__ASSIGNMENT__:
In the listing below, find the line holding "No unsafe code" and the line holding "use proptest::prelude::*;". Write out those two lines and all lines between, exactly, and nothing more.

[[ SUPPLIED MATERIAL, beginning ]]

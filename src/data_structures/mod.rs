//! Data structures for the Lanai TST library.
//!
//! This module contains the Lanai Ternary Search Tree and its supporting
//! types. All implementations adhere to the strict project requirements:
//! - No unsafe code
//! - Total operations over their input domain
//! - Iterative traversal with bounded stack usage

pub mod lanai_ternary_tree;

// Re-export common data structures
pub use lanai_ternary_tree::LanaiTernaryTree;
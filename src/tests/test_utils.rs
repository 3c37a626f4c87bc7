//! Test utilities for the Lanai TST library.
//!
//! This module provides the proptest strategies shared by the property
//! test suites. Generated keys deliberately avoid the wildcard characters
//! `*` and `.` so that wildcard-pattern properties can build patterns from
//! keys without accidental wildcards.

use proptest::prelude::*;

/// Maximum length (in code points) for generated keys.
const MAX_KEY_LENGTH: usize = 16;

/// Strategy for non-empty lowercase ASCII keys.
pub fn key_strategy() -> impl Strategy<Value = String> {
    prop::string::string_regex(&format!("[a-z]{{1,{MAX_KEY_LENGTH}}}")).unwrap()
}

/// Strategy for non-empty keys mixing single-byte and multi-byte code points.
pub fn unicode_key_strategy() -> impl Strategy<Value = String> {
    let code_point = prop_oneof![
        prop::char::range('a', 'f'),
        prop::char::range('α', 'ω'),
        prop::char::range('一', '十'),
    ];
    prop::collection::vec(code_point, 1..MAX_KEY_LENGTH).prop_map(|chars| chars.into_iter().collect())
}

/// Strategy for a non-empty batch of key-value entries.
///
/// Duplicate keys are allowed on purpose; suites use them to exercise
/// last-write-wins overwrite semantics.
pub fn entries_strategy() -> impl Strategy<Value = Vec<(String, u32)>> {
    prop::collection::vec((key_strategy(), any::<u32>()), 1..32)
}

[[ SUPPLIED MATERIAL, end ]]

__YOUR RESPONSE__:
//! - No unsafe code
//! - Total operations over their input domain
//! - Iterative traversal with bounded stack usage

pub mod lanai_ternary_tree;

// Re-export common data structures
pub use lanai_ternary_tree::LanaiTernaryTree;
filename src/tests/test_utils.rs
repository 3c37a626f4c87bc7
//! Test utilities for the Lanai TST library.
//!
//! This module provides the proptest strategies shared by the property
//! test suites. Generated keys deliberately avoid the wildcard characters
//! `*` and `.` so that wildcard-pattern properties can build patterns from
//! keys without accidental wildcards.

use proptest::prelude::*;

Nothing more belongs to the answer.